The Regional Aviation Association of Australia (RAAA) has rejected new calls for regional airline operations to be moved from Sydney Airport to Bankstown, labelling Bankstown Airport, in Sydney’s southwest, as “commercially and operationally impossible”.
Moving regional airline flights from Bankstown is often suggested as a way of relieving some of the capacity constraints at Sydney Airport, but regional access to Australia’s busiest airport is currently guaranteed via government legislation.
“Regional aviation is a vital part of the national aviation infrastructure and regional passengers have every right to access Sydney Airport and to benefit from the same connectivity enjoyed by domestic and international passengers. The RAAA will be making this point regularly in the lead up to the next federal election,” RAAA chief executive Paul Tyrrell said.
Tyrell noted that not only does Bankstown lack connectivity to domestic and international flights for regional passengers, but its runways are too short for regional airliners such as the Saab 340 and Metro series to takeoff at maximum weights, even on a cold day, thus limiting aircraft range and/or revenue payloads.

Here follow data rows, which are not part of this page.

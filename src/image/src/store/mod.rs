//! Store collaborators: content, image records, leases, snapshots, diffs.
//!
//! Each collaborator is an async trait so a daemon-backed implementation can
//! stand in for the local one. The local implementations keep everything
//! under the namespace root:
//!
//! ```text
//! <data_root>/<namespace>/
//! ├── content/
//! │   ├── blobs/sha256/<hex>    (committed blobs)
//! │   ├── ingest/<ref>          (in-progress writes)
//! │   └── meta.json             (per-blob timestamps and labels)
//! ├── images.json               (image records)
//! ├── leases.json               (leases and their resources)
//! └── snapshots/<snapshotter>/  (snapshot metadata and trees)
//! ```

pub mod content;
pub mod differ;
pub mod gc;
pub mod images;
pub mod leases;
pub mod snapshots;

use std::collections::BTreeMap;
use std::io::Read;
use std::path::{Path, PathBuf};
use std::time::Duration;

use async_trait::async_trait;
use cask_core::error::{CaskError, Result};
use chrono::{DateTime, Utc};
use serde::{Deserialize, Serialize};

use crate::context::OpContext;
use crate::descriptor::Descriptor;

pub use content::LocalContentStore;
pub use differ::LocalDiffer;
pub use gc::GcReport;
pub use images::{ImageFilter, ImageRecord, LocalImageService};
pub use leases::{Lease, LeaseGuard, LocalLeaseManager, Resource, ResourceKind};
pub use snapshots::{NativeSnapshotter, SnapshotInfo, SnapshotKind, Usage};

// ============================================================================
// Content store
// ============================================================================

/// Metadata of a committed blob.
#[derive(Debug, Clone, PartialEq, Serialize, Deserialize)]
pub struct BlobInfo {
    pub digest: String,
    pub size: u64,
    pub created_at: DateTime<Utc>,
    pub updated_at: DateTime<Utc>,
    #[serde(default)]
    pub labels: BTreeMap<String, String>,
}

/// Content-addressed blob storage.
#[async_trait]
pub trait ContentStore: Send + Sync {
    /// Blob metadata; `NotFound` if the blob is absent.
    async fn info(&self, ctx: &OpContext, digest: &str) -> Result<BlobInfo>;

    /// Merge (or with `replace`, set) labels. An empty value deletes a label.
    async fn update_labels(
        &self,
        ctx: &OpContext,
        digest: &str,
        labels: BTreeMap<String, String>,
        replace: bool,
    ) -> Result<BlobInfo>;

    /// All committed blobs.
    async fn walk(&self, ctx: &OpContext) -> Result<Vec<BlobInfo>>;

    /// Read a whole blob. `IntegrityError` if it is larger than `limit`.
    async fn read_blob(&self, ctx: &OpContext, digest: &str, limit: Option<u64>) -> Result<Vec<u8>>;

    /// Blocking reader over a blob, for use inside `spawn_blocking`.
    async fn open_blob(&self, ctx: &OpContext, digest: &str) -> Result<Box<dyn Read + Send>>;

    /// Start an ingest under `reference`.
    async fn writer(&self, ctx: &OpContext, reference: &str) -> Result<Box<dyn ContentWriter>>;

    async fn delete(&self, ctx: &OpContext, digest: &str) -> Result<()>;
}

/// An in-progress blob write.
#[async_trait]
pub trait ContentWriter: Send {
    async fn write(&mut self, data: &[u8]) -> Result<()>;

    /// Digest of the bytes written so far.
    fn digest(&self) -> String;

    fn size(&self) -> u64;

    /// Verify digest and size, then make the blob visible. Committing a blob
    /// that already exists only merges labels.
    async fn commit(
        self: Box<Self>,
        expected_size: u64,
        expected_digest: &str,
        labels: BTreeMap<String, String>,
    ) -> Result<BlobInfo>;
}

/// Write a whole in-memory blob and commit it against `desc`.
pub async fn write_blob(
    store: &dyn ContentStore,
    ctx: &OpContext,
    desc: &Descriptor,
    data: &[u8],
    labels: BTreeMap<String, String>,
) -> Result<BlobInfo> {
    if ctx.lease().is_none() {
        if let Ok(info) = store.info(ctx, &desc.digest).await {
            if labels.is_empty() {
                return Ok(info);
            }
            return store.update_labels(ctx, &desc.digest, labels, false).await;
        }
    }
    let mut writer = store.writer(ctx, &ingest_ref(&desc.digest)).await?;
    writer.write(data).await?;
    writer.commit(desc.size, &desc.digest, labels).await
}

/// Stream a file into the store and commit it against `desc`.
pub async fn write_file(
    store: &dyn ContentStore,
    ctx: &OpContext,
    desc: &Descriptor,
    path: &Path,
    labels: BTreeMap<String, String>,
) -> Result<BlobInfo> {
    use tokio::io::AsyncReadExt;

    if ctx.lease().is_none() {
        if let Ok(info) = store.info(ctx, &desc.digest).await {
            if labels.is_empty() {
                return Ok(info);
            }
            return store.update_labels(ctx, &desc.digest, labels, false).await;
        }
    }
    let mut file = tokio::fs::File::open(path).await?;
    let mut writer = store.writer(ctx, &ingest_ref(&desc.digest)).await?;
    let mut buf = vec![0u8; 1 << 20];
    loop {
        let n = file.read(&mut buf).await?;
        if n == 0 {
            break;
        }
        writer.write(&buf[..n]).await?;
    }
    writer.commit(desc.size, &desc.digest, labels).await
}

/// Serialize `value` as JSON, store it, and return its descriptor.
pub async fn write_json<T: Serialize>(
    store: &dyn ContentStore,
    ctx: &OpContext,
    media_type: &str,
    value: &T,
    labels: BTreeMap<String, String>,
) -> Result<Descriptor> {
    let data = crate::manifest::to_vec(value)?;
    let desc = Descriptor::of(media_type, &data);
    write_blob(store, ctx, &desc, &data, labels).await?;
    Ok(desc)
}

/// Ingest reference for a blob write.
pub fn ingest_ref(digest: &str) -> String {
    format!("blob-{}", crate::digest::encoded(digest))
}

// ============================================================================
// Image records
// ============================================================================

/// Named image records.
#[async_trait]
pub trait ImageService: Send + Sync {
    async fn get(&self, ctx: &OpContext, name: &str) -> Result<ImageRecord>;

    /// Records matching any of `filters`; all records when `filters` is empty.
    async fn list(&self, ctx: &OpContext, filters: &[ImageFilter]) -> Result<Vec<ImageRecord>>;

    /// `AlreadyExists` if the name is taken.
    async fn create(&self, ctx: &OpContext, record: ImageRecord) -> Result<ImageRecord>;

    /// `NotFound` if the name is unknown.
    async fn update(&self, ctx: &OpContext, record: ImageRecord) -> Result<ImageRecord>;

    async fn delete(&self, ctx: &OpContext, name: &str) -> Result<()>;
}

/// Create `record`, or update it if the name already exists.
pub async fn create_or_update(
    images: &dyn ImageService,
    ctx: &OpContext,
    record: ImageRecord,
) -> Result<ImageRecord> {
    match images.create(ctx, record.clone()).await {
        Err(e) if e.is(cask_core::ErrorKind::AlreadyExists) => images.update(ctx, record).await,
        other => other,
    }
}

// ============================================================================
// Leases
// ============================================================================

/// Lease bookkeeping.
#[async_trait]
pub trait LeaseManager: Send + Sync {
    async fn create(
        &self,
        ctx: &OpContext,
        id: Option<String>,
        expiration: Option<Duration>,
        labels: BTreeMap<String, String>,
    ) -> Result<Lease>;

    async fn delete(&self, ctx: &OpContext, id: &str) -> Result<()>;

    async fn list(&self, ctx: &OpContext) -> Result<Vec<Lease>>;

    async fn add_resource(&self, ctx: &OpContext, id: &str, resource: Resource) -> Result<()>;
}

// ============================================================================
// Snapshots
// ============================================================================

/// Materializes layer chains into directories.
#[async_trait]
pub trait Snapshotter: Send + Sync {
    fn name(&self) -> &str;

    /// Create an active snapshot on top of `parent` and return its mount path.
    async fn prepare(&self, ctx: &OpContext, key: &str, parent: Option<&str>) -> Result<PathBuf>;

    /// Like `prepare`, but the snapshot is not meant to be committed.
    async fn view(&self, ctx: &OpContext, key: &str, parent: Option<&str>) -> Result<PathBuf>;

    /// Commit active snapshot `key` as `name`.
    async fn commit(
        &self,
        ctx: &OpContext,
        name: &str,
        key: &str,
        labels: BTreeMap<String, String>,
    ) -> Result<()>;

    async fn remove(&self, ctx: &OpContext, key: &str) -> Result<()>;

    async fn stat(&self, ctx: &OpContext, key: &str) -> Result<SnapshotInfo>;

    async fn list(&self, ctx: &OpContext) -> Result<Vec<SnapshotInfo>>;

    /// Disk usage of the snapshot's own tree.
    async fn usage(&self, ctx: &OpContext, key: &str) -> Result<Usage>;

    /// Mount path of an existing snapshot.
    async fn mounts(&self, ctx: &OpContext, key: &str) -> Result<PathBuf>;
}

// ============================================================================
// Differ
// ============================================================================

/// Applies and computes layer diffs.
#[async_trait]
pub trait Differ: Send + Sync {
    /// Apply a layer onto `mount`; returns the layer's diff ID.
    async fn apply(&self, ctx: &OpContext, layer: &Descriptor, mount: &Path) -> Result<String>;

    /// Diff `upper` against `lower` into a gzip layer blob; returns the layer
    /// descriptor and its diff ID.
    async fn compare(
        &self,
        ctx: &OpContext,
        lower: &Path,
        upper: &Path,
        media_type: &str,
    ) -> Result<(Descriptor, String)>;
}

// ============================================================================
// Persistence helpers
// ============================================================================

/// Load a JSON document, or its default when the file does not exist.
pub(crate) fn load_json<T: for<'de> Deserialize<'de> + Default>(path: &Path) -> Result<T> {
    match std::fs::read(path) {
        Ok(data) => serde_json::from_slice(&data).map_err(|e| {
            CaskError::Serialization(format!("failed to parse {}: {}", path.display(), e))
        }),
        Err(e) if e.kind() == std::io::ErrorKind::NotFound => Ok(T::default()),
        Err(e) => Err(e.into()),
    }
}

/// Save a JSON document atomically (write tmp, rename).
pub(crate) fn save_json<T: Serialize>(path: &Path, value: &T) -> Result<()> {
    if let Some(parent) = path.parent() {
        std::fs::create_dir_all(parent)?;
    }
    let data = serde_json::to_vec_pretty(value)?;
    let tmp = path.with_extension(format!("tmp.{}", uuid::Uuid::new_v4().simple()));
    std::fs::write(&tmp, data)?;
    std::fs::rename(&tmp, path)?;
    Ok(())
}
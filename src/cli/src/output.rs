//! Table, size, time and template formatting for command output.

use cask_core::{CaskError, Result};
use comfy_table::{ContentArrangement, Table};
use serde::Serialize;
use serde_json::Value;

/// Create a borderless table with the given headers.
pub fn new_table(headers: &[&str]) -> Table {
    let mut table = Table::new();
    table.set_content_arrangement(ContentArrangement::Dynamic);
    table.load_preset(comfy_table::presets::NOTHING);
    table.set_header(headers);
    table
}

/// Format a byte count as a human-readable string.
pub fn format_bytes(bytes: u64) -> String {
    const KB: u64 = 1024;
    const MB: u64 = 1024 * KB;
    const GB: u64 = 1024 * MB;

    if bytes >= GB {
        format!("{:.1} GB", bytes as f64 / GB as f64)
    } else if bytes >= MB {
        format!("{:.1} MB", bytes as f64 / MB as f64)
    } else if bytes >= KB {
        format!("{:.1} KB", bytes as f64 / KB as f64)
    } else {
        format!("{} B", bytes)
    }
}

/// Format a chrono timestamp as a relative "ago" string.
pub fn format_ago(dt: &chrono::DateTime<chrono::Utc>) -> String {
    let now = chrono::Utc::now();
    let duration = now.signed_duration_since(*dt);

    let secs = duration.num_seconds();
    if secs < 0 {
        return "just now".to_string();
    }

    if secs < 60 {
        return format!("{secs} seconds ago");
    }

    let mins = duration.num_minutes();
    if mins < 60 {
        return format!("{mins} minutes ago");
    }

    let hours = duration.num_hours();
    if hours < 24 {
        return format!("{hours} hours ago");
    }

    let days = duration.num_days();
    if days < 30 {
        return format!("{days} days ago");
    }

    let months = days / 30;
    if months < 12 {
        return format!("{months} months ago");
    }

    let years = days / 365;
    format!("{years} years ago")
}

/// First 12 hex characters of a digest, without the algorithm.
pub fn short_digest(digest: &str) -> &str {
    let hex = digest.split_once(':').map(|(_, h)| h).unwrap_or(digest);
    &hex[..hex.len().min(12)]
}

/// Shorten `s` to `max` characters with a trailing ellipsis.
pub fn ellipsis(s: &str, max: usize) -> String {
    if s.chars().count() <= max {
        return s.to_string();
    }
    let mut out: String = s.chars().take(max.saturating_sub(1)).collect();
    out.push('…');
    out
}

// ============================================================================
// Templates
// ============================================================================

/// A parsed `--format` template over the JSON projection of a row.
///
/// Supported actions: `{{.Field}}`, `{{.Field.Sub}}`, `{{.}}`,
/// `{{json .}}` and `{{json .Field}}`. A leading `table ` is dropped.
#[derive(Debug, Clone)]
pub struct Template {
    parts: Vec<Part>,
}

#[derive(Debug, Clone, PartialEq)]
enum Part {
    Text(String),
    Field { path: Vec<String>, json: bool },
}

impl Template {
    pub fn parse(format: &str) -> Result<Self> {
        let format = format.strip_prefix("table ").unwrap_or(format);
        let format = format.replace("\\t", "\t").replace("\\n", "\n");
        let mut parts = Vec::new();
        let mut rest = format.as_str();
        while let Some(start) = rest.find("{{") {
            if start > 0 {
                parts.push(Part::Text(rest[..start].to_string()));
            }
            let after = &rest[start + 2..];
            let end = after
                .find("}}")
                .ok_or_else(|| CaskError::invalid(format!("unclosed action in template {format:?}")))?;
            parts.push(parse_action(after[..end].trim())?);
            rest = &after[end + 2..];
        }
        if !rest.is_empty() {
            parts.push(Part::Text(rest.to_string()));
        }
        Ok(Self { parts })
    }

    /// Render one row.
    pub fn render<T: Serialize>(&self, row: &T) -> Result<String> {
        let value = serde_json::to_value(row)?;
        let mut out = String::new();
        for part in &self.parts {
            match part {
                Part::Text(t) => out.push_str(t),
                Part::Field { path, json } => {
                    let v = lookup(&value, path);
                    if *json {
                        out.push_str(&serde_json::to_string(v.unwrap_or(&Value::Null))?);
                    } else {
                        out.push_str(&plain(v));
                    }
                }
            }
        }
        Ok(out)
    }
}

fn parse_action(action: &str) -> Result<Part> {
    let (json, expr) = match action.strip_prefix("json ") {
        Some(e) => (true, e.trim()),
        None => (false, action),
    };
    let path = expr
        .strip_prefix('.')
        .ok_or_else(|| CaskError::invalid(format!("unsupported template action {{{{{action}}}}}")))?;
    let path = path
        .split('.')
        .filter(|s| !s.is_empty())
        .map(str::to_string)
        .collect();
    Ok(Part::Field { path, json })
}

fn lookup<'a>(value: &'a Value, path: &[String]) -> Option<&'a Value> {
    path.iter().try_fold(value, |v, key| v.get(key))
}

fn plain(value: Option<&Value>) -> String {
    match value {
        None => "<no value>".to_string(),
        Some(Value::Null) => "<nil>".to_string(),
        Some(Value::String(s)) => s.clone(),
        Some(Value::Array(items)) => {
            let inner: Vec<String> = items.iter().map(|v| plain(Some(v))).collect();
            format!("[{}]", inner.join(" "))
        }
        Some(other) => other.to_string(),
    }
}

#[cfg(test)]
mod tests {
    use super::*;
    use serde_json::json;

    #[test]
    fn test_format_bytes() {
        assert_eq!(format_bytes(0), "0 B");
        assert_eq!(format_bytes(1023), "1023 B");
        assert_eq!(format_bytes(1536), "1.5 KB");
        assert_eq!(format_bytes(100 * 1048576), "100.0 MB");
        assert_eq!(format_bytes(10 * 1073741824), "10.0 GB");
    }

    #[test]
    fn test_new_table_with_rows() {
        let mut table = new_table(&["REPOSITORY", "TAG"]);
        table.add_row(["alpine", "3.19"]);
        let output = table.to_string();
        assert!(output.contains("REPOSITORY"));
        assert!(output.contains("alpine"));
        assert!(output.contains("3.19"));
    }

    #[test]
    fn test_format_ago() {
        let now = chrono::Utc::now();
        assert_eq!(format_ago(&(now - chrono::Duration::minutes(5))), "5 minutes ago");
        assert_eq!(format_ago(&(now - chrono::Duration::hours(3))), "3 hours ago");
        assert_eq!(format_ago(&(now - chrono::Duration::days(730))), "2 years ago");
        assert_eq!(format_ago(&(now + chrono::Duration::hours(1))), "just now");
    }

    #[test]
    fn test_short_digest() {
        let d = "sha256:0123456789abcdef0123456789abcdef0123456789abcdef0123456789abcdef";
        assert_eq!(short_digest(d), "0123456789ab");
        assert_eq!(short_digest("abc"), "abc");
    }

    #[test]
    fn test_ellipsis() {
        assert_eq!(ellipsis("short", 10), "short");
        assert_eq!(ellipsis("/bin/sh -c apk add curl", 10), "/bin/sh -…");
    }

    #[test]
    fn test_template_fields() {
        let row = json!({"Repository": "alpine", "Tag": "3.19", "Config": {"Labels": {"a": "b"}}});
        let t = Template::parse("{{.Repository}}:{{.Tag}}").unwrap();
        assert_eq!(t.render(&row).unwrap(), "alpine:3.19");

        let t = Template::parse("{{json .Config.Labels}}").unwrap();
        assert_eq!(t.render(&row).unwrap(), r#"{"a":"b"}"#);

        let t = Template::parse("table {{.Repository}}\\t{{.Missing}}").unwrap();
        assert_eq!(t.render(&row).unwrap(), "alpine\t<no value>");
    }

    #[test]
    fn test_template_whole_row() {
        let row = json!({"ID": "x"});
        let t = Template::parse("{{json .}}").unwrap();
        assert_eq!(t.render(&row).unwrap(), r#"{"ID":"x"}"#);
    }

    #[test]
    fn test_template_errors() {
        assert!(Template::parse("{{.Repository").is_err());
        assert!(Template::parse("{{range .}}").is_err());
    }
}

Earlier this week the federal government announced it was extending protected access for regional airlines to Sydney Airport through to 2016.
“Sydney Airport is approaching capacity and regional airlines face real pressures to maintain their access in that environment,” Infrastructure and Transport Minister Anthony Albanese said in a June 24 joint statement with Assistant Treasurer David Bradbury.
“Extending current arrangements until 2016 ensures commercial pressures do not push regional airlines out, in favour of larger commercial interstate and international airlines.”
Part of that extension has seen the Assistant Treasure amend the rules governing regional airline access to Sydney Airport to limit price increases to regional airlines to be no greater than CPI.